Il y a un chef chez vous ou vous êtes en autogestion, pourriture communiste ? 
Deux chefs en fait.

Les labels sont-ils, comme les albums et la guitare, des objets du passé ?
Non, ils vont rester, comme les producteurs de films, les éditeurs ou les galeries. Il faut des producteurs de musique ; on a juste du mal à le financer.


Pourquoi y a t-il aujourd'hui plus de labels que de groupes ?
Je n'avais pas remarqué, mais si c'est le cas, c'est peut-être une réponse à la question du dessus.
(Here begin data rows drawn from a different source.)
use axum::{
    Extension, Json, Router,
    extract::{Path, Query, State},
    middleware::from_fn_with_state,
    response::Json as ResponseJson,
    routing::{delete, get},
};
use db::models::{
    team::{
        AddTeamMember, CreateTeam, Team, TeamMember, TeamStats, TeamWithMembers, UpdateTeam,
    },
    user::User,
};
use deployment::Deployment;
use serde::Deserialize;
use services::services::{
    team::delete_team as delete_team_with_reassignment,
    validation::{require_non_blank, validate_slug},
};
use utils::{
    pagination::Paginated,
    response::{ApiResponse, MessageResponse},
};

use crate::{
    DeploymentImpl, error::ApiError, http::auth::CurrentUser,
    middleware::load_team_middleware, routes::resolve_page,
};

#[derive(Debug, Deserialize)]
pub struct TeamQuery {
    pub page: Option<u64>,
    pub page_size: Option<u64>,
}

#[derive(Debug, Deserialize)]
pub struct DeleteTeamQuery {
    pub reassign_tasks_to: Option<i64>,
}

pub async fn list_teams(
    State(deployment): State<DeploymentImpl>,
    Query(query): Query<TeamQuery>,
) -> Result<ResponseJson<ApiResponse<Paginated<Team>>>, ApiError> {
    let page = resolve_page(&deployment, query.page, query.page_size)?;
    let (teams, total) = Team::list(&deployment.db().pool, page).await?;
    Ok(ResponseJson(ApiResponse::success(Paginated::new(
        teams, total, page,
    ))))
}

pub async fn create_team(
    State(deployment): State<DeploymentImpl>,
    Extension(current): Extension<CurrentUser>,
    Json(payload): Json<CreateTeam>,
) -> Result<ResponseJson<ApiResponse<Team>>, ApiError> {
    current.require_admin()?;
    require_non_blank("Name", &payload.name)?;
    validate_slug(&payload.slug)?;

    let pool = &deployment.db().pool;
    if Team::find_by_slug(pool, &payload.slug).await?.is_some() {
        return Err(ApiError::BadRequest(
            "Team with this slug already exists".to_string(),
        ));
    }

    let team = Team::create(pool, &payload).await?;
    tracing::info!(team_id = team.id, slug = %team.slug, "Created team");
    Ok(ResponseJson(ApiResponse::success(team)))
}

pub async fn get_team(
    State(deployment): State<DeploymentImpl>,
    Extension(team): Extension<Team>,
) -> Result<ResponseJson<ApiResponse<TeamWithMembers>>, ApiError> {
    let members = Team::members(&deployment.db().pool, team.id).await?;
    Ok(ResponseJson(ApiResponse::success(TeamWithMembers {
        team,
        members,
    })))
}

pub async fn update_team(
    State(deployment): State<DeploymentImpl>,
    Extension(current): Extension<CurrentUser>,
    Extension(team): Extension<Team>,
    Json(payload): Json<UpdateTeam>,
) -> Result<ResponseJson<ApiResponse<Team>>, ApiError> {
    current.require_admin()?;
    if let Some(name) = payload.name.as_deref() {
        require_non_blank("Name", name)?;
    }
    let updated = Team::update(&deployment.db().pool, team.id, &payload).await?;
    Ok(ResponseJson(ApiResponse::success(updated)))
}

pub async fn delete_team(
    State(deployment): State<DeploymentImpl>,
    Extension(current): Extension<CurrentUser>,
    Extension(team): Extension<Team>,
    Query(query): Query<DeleteTeamQuery>,
) -> Result<ResponseJson<ApiResponse<MessageResponse>>, ApiError> {
    current.require_admin()?;
    let outcome =
        delete_team_with_reassignment(&deployment.db().pool, team.id, query.reassign_tasks_to)
            .await?;

    let message = if outcome.reassigned > 0 {
        format!(
            "Team {} deleted, {} tasks reassigned",
            outcome.team_name, outcome.reassigned
        )
    } else {
        format!("Team {} deleted", outcome.team_name)
    };
    Ok(ResponseJson(ApiResponse::success(MessageResponse::new(
        message,
    ))))
}

pub async fn get_team_stats(
    State(deployment): State<DeploymentImpl>,
    Extension(team): Extension<Team>,
) -> Result<ResponseJson<ApiResponse<TeamStats>>, ApiError> {
    let stats = Team::stats(&deployment.db().pool, &team).await?;
    Ok(ResponseJson(ApiResponse::success(stats)))
}

pub async fn list_members(
    State(deployment): State<DeploymentImpl>,
    Extension(team): Extension<Team>,
) -> Result<ResponseJson<ApiResponse<Vec<TeamMember>>>, ApiError> {
    let members = Team::members(&deployment.db().pool, team.id).await?;
    Ok(ResponseJson(ApiResponse::success(members)))
}

pub async fn add_member(
    State(deployment): State<DeploymentImpl>,
    Extension(current): Extension<CurrentUser>,
    Extension(team): Extension<Team>,
    Json(payload): Json<AddTeamMember>,
) -> Result<ResponseJson<ApiResponse<TeamMember>>, ApiError> {
    current.require_admin()?;
    let pool = &deployment.db().pool;
    if User::find_by_id(pool, payload.user_id).await?.is_none() {
        return Err(ApiError::not_found("User"));
    }
    if Team::is_member(pool, team.id, payload.user_id).await? {
        return Err(ApiError::BadRequest(
            "User is already a member of this team".to_string(),
        ));
    }

    let member = Team::add_member(pool, team.id, payload.user_id).await?;
    tracing::info!(team_id = team.id, user_id = payload.user_id, "Added team member");
    Ok(ResponseJson(ApiResponse::success(member)))
}

pub async fn remove_member(
    State(deployment): State<DeploymentImpl>,
    Extension(current): Extension<CurrentUser>,
    Path((team_id, user_id)): Path<(i64, i64)>,
) -> Result<ResponseJson<ApiResponse<MessageResponse>>, ApiError> {
    current.require_admin()?;
    let removed = Team::remove_member(&deployment.db().pool, team_id, user_id).await?;
    if removed == 0 {
        return Err(ApiError::NotFound("Team membership not found".to_string()));
    }
    Ok(ResponseJson(ApiResponse::success(MessageResponse::new(
        "Member removed from team",
    ))))
}

pub fn router(deployment: &DeploymentImpl) -> Router<DeploymentImpl> {
    let team_id_router = Router::new()
        .route("/", get(get_team).patch(update_team).delete(delete_team))
        .route("/stats", get(get_team_stats))
        .route("/members", get(list_members).post(add_member))
        .layer(from_fn_with_state(
            deployment.clone(),
            load_team_middleware::<DeploymentImpl>,
        ));

    let inner = Router::new()
        .route("/", get(list_teams).post(create_team))
        .route("/{team_id}/members/{user_id}", delete(remove_member))
        .nest("/{team_id}", team_id_router);

    Router::new().nest("/teams", inner)
}

#[cfg(test)]
mod tests {
    use axum::http::StatusCode;
    use serde_json::{Value, json};

    use crate::test_support::TestApp;

    async fn create_team(app: &TestApp, slug: &str) -> i64 {
        let team = app
            .ok(
                "POST",
                "/api/v1/teams",
                Some(json!({"name": slug.to_uppercase(), "slug": slug})),
            )
            .await;
        team["id"].as_i64().unwrap()
    }

    async fn create_task_type(app: &TestApp, team_id: i64, slug: &str) -> Value {
        app.ok(
            "POST",
            &format!("/api/v1/task-types?team_id={team_id}"),
            Some(json!({
                "name": slug,
                "slug": slug,
                "workflow": ["todo", "doing", "done"]
            })),
        )
        .await
    }

    #[tokio::test]
    async fn slug_must_be_valid_and_unique() {
        let app = TestApp::new().await;
        create_team(&app, "backend").await;

        let (status, json) = app
            .send(
                "POST",
                "/api/v1/teams",
                Some(&app.admin_token),
                Some(json!({"name": "Again", "slug": "backend"})),
            )
            .await;
        assert_eq!(status, StatusCode::BAD_REQUEST);
        assert_eq!(json["message"], "Team with this slug already exists");

        let (status, _) = app
            .send(
                "POST",
                "/api/v1/teams",
                Some(&app.admin_token),
                Some(json!({"name": "Bad", "slug": "Bad Slug"})),
            )
            .await;
        assert_eq!(status, StatusCode::BAD_REQUEST);
    }

    #[tokio::test]
    async fn members_can_be_added_once_and_removed() {
        let app = TestApp::new().await;
        let team_id = create_team(&app, "web").await;
        let (user, _) = app.user("dev@test.dev", false).await;

        let member = app
            .ok(
                "POST",
                &format!("/api/v1/teams/{team_id}/members"),
                Some(json!({"user_id": user.id})),
            )
            .await;
        assert_eq!(member["user"]["email"], "dev@test.dev");

        let (status, _) = app
            .send(
                "POST",
                &format!("/api/v1/teams/{team_id}/members"),
                Some(&app.admin_token),
                Some(json!({"user_id": user.id})),
            )
            .await;
        assert_eq!(status, StatusCode::BAD_REQUEST);

        let stats = app
            .ok("GET", &format!("/api/v1/teams/{team_id}/stats"), None)
            .await;
        assert_eq!(stats["member_count"], 1);

        app.ok(
            "DELETE",
            &format!("/api/v1/teams/{team_id}/members/{}", user.id),
            None,
        )
        .await;
        let (status, _) = app
            .send(
                "DELETE",
                &format!("/api/v1/teams/{team_id}/members/{}", user.id),
                Some(&app.admin_token),
                None,
            )
            .await;
        assert_eq!(status, StatusCode::NOT_FOUND);
    }

    #[tokio::test]
    async fn deleting_team_with_tasks_requires_reassignment() {
        let app = TestApp::new().await;
        let source = create_team(&app, "alpha").await;
        let target = create_team(&app, "beta").await;
        let source_type = create_task_type(&app, source, "story").await;
        create_task_type(&app, target, "story").await;

        let task = app
            .ok(
                "POST",
                "/api/v1/tasks",
                Some(json!({
                    "title": "Move me",
                    "team_id": source,
                    "task_type_id": source_type["id"],
                })),
            )
            .await;

        let (status, json) = app
            .send(
                "DELETE",
                &format!("/api/v1/teams/{source}"),
                Some(&app.admin_token),
                None,
            )
            .await;
        assert_eq!(status, StatusCode::BAD_REQUEST);
        assert!(json["message"].as_str().unwrap().contains("1 tasks"));

        let (status, _) = app
            .send(
                "DELETE",
                &format!("/api/v1/teams/{source}?reassign_tasks_to={source}"),
                Some(&app.admin_token),
                None,
            )
            .await;
        assert_eq!(status, StatusCode::BAD_REQUEST);

        app.ok(
            "DELETE",
            &format!("/api/v1/teams/{source}?reassign_tasks_to={target}"),
            None,
        )
        .await;

        let moved = app
            .ok("GET", &format!("/api/v1/tasks/{}", task["id"]), None)
            .await;
        assert_eq!(moved["team_id"], target);
        assert_eq!(moved["status"], "todo");

        let (status, _) = app
            .send(
                "GET",
                &format!("/api/v1/teams/{source}"),
                Some(&app.admin_token),
                None,
            )
            .await;
        assert_eq!(status, StatusCode::NOT_FOUND);
    }

    #[tokio::test]
    async fn non_admin_cannot_create_team() {
        let app = TestApp::new().await;
        let (_, token) = app.user("dev@test.dev", false).await;
        let (status, _) = app
            .send(
                "POST",
                "/api/v1/teams",
                Some(&token),
                Some(json!({"name": "X", "slug": "x"})),
            )
            .await;
        assert_eq!(status, StatusCode::FORBIDDEN);
    }
}
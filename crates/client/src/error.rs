use reqwest::StatusCode;
use services::services::{board::BoardError, custom_fields::CustomFieldError, workflow::WorkflowError};
use thiserror::Error;

#[derive(Debug, Error)]
pub enum ClientError {
    /// The session was rejected and has been cleared.
    #[error("Session expired or invalid; please log in again")]
    Unauthorized,
    #[error("{message}")]
    Api { status: StatusCode, message: String },
    #[error("Failed to reach Core PM API at {url}: {source}")]
    Transport {
        url: String,
        #[source]
        source: reqwest::Error,
    },
    #[error("Invalid response from {url}: {source}")]
    Decode {
        url: String,
        #[source]
        source: serde_json::Error,
    },
    #[error("Response from {0} carried no data")]
    MissingData(String),
    #[error(transparent)]
    Workflow(#[from] WorkflowError),
    #[error(transparent)]
    Board(#[from] BoardError),
    #[error(transparent)]
    CustomField(#[from] CustomFieldError),
    #[error(transparent)]
    Session(#[from] SessionError),
}

impl ClientError {
    /// HTTP status for errors the server answered, `None` otherwise.
    pub fn status(&self) -> Option<StatusCode> {
        match self {
            ClientError::Unauthorized => Some(StatusCode::UNAUTHORIZED),
            ClientError::Api { status, .. } => Some(*status),
            _ => None,
        }
    }
}

#[derive(Debug, Error)]
pub enum SessionError {
    #[error("Failed to access session file: {0}")]
    Io(#[from] std::io::Error),
    #[error("Session file is not valid JSON: {0}")]
    Json(#[from] serde_json::Error),
}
Sachant que l'idée de style musical est fasciste, quel style musical défendez-vous dans votre label ?
Aucun, si ce n'est qu'en ce moment, on ne travaille qu'avec des artistes chantant en français. C'est sûrement une réaction à la domination culturelle de Brooklyn de ces dernières années, c'est insupportable. Et puis il y a des groupes supers - à commencer par La Femme, qui a ouvert les yeux et les oreilles de tout le monde. 

Trois morceaux qui résumeraient la politique artistique du label ?
Moodoïd – Je suis la montagneDe la pure poésie, une inventivité rare, un artiste hors-normes.
Jerôme Echenoz – Le chrome et le coton (Lafayette Remix) Une superbe chanson intemporelle, une collaboration entre trois artistes qu'on adore.
Blind Digital Citizen – War : Une vraie aventure musicale, un groupe qui ne cesse de nous surprendre. Leur premier album est grand.

L'underground, ça veut encore dire quelque chose pour vous ?
Oui, bien sûr.

N'est-on pas un peu toujours l'indie de quelqu'un ?
Oui, c'est évident.

Ne mentez pas : votre rêve, c'est de devenir mainstream en vrai ?
Oui, c'est la mission qu'on s'est fixée.

Quel est votre modèle économique (LOL) ?
Que nos artistes soient adulés dans 15 ans, que le Quentin Tarantino du moment synchronise nos morceaux et fasse de nous des retraités riches. 

Non, sérieusement, comment gagnez-vous de l'argent ?
Pas en vendant de la musique, on a d'autres activités à côté qui nous permettent de perdre de l'argent sur le label.

On est d'accord, la musique aujourd'hui, c'est gratuit ; pourquoi voulez-vous encore la vendre ?
Des gens achètent quand même, pour l'objet, pour soutenir les artistes ou les labels.

Quelle est l'importance du live pour vous aujourd'hui ?
On travaille main dans la main avec les tourneurs et les organisateurs de concert, mais ce n'est pas un business pour nous. 

Vos activités dépassent-elles la seule musique (merci de ne pas prononcer «transmédia» ou «collectif») ?
Oui : on a des studios d'enregistrement, on produit des bandes-son pour nos clients dans la publicité ou le cinéma.

Un avis sur Hadopi (répondre par non ou par non) ?
Non.

Quel conseil donneriez-vous aux jeunes artistes qui voudraient vous envoyer leurs démos, à part «plus personne n'envoie de démos» ?
Qu'ils les envoient ! Pas de soucis, on écoute.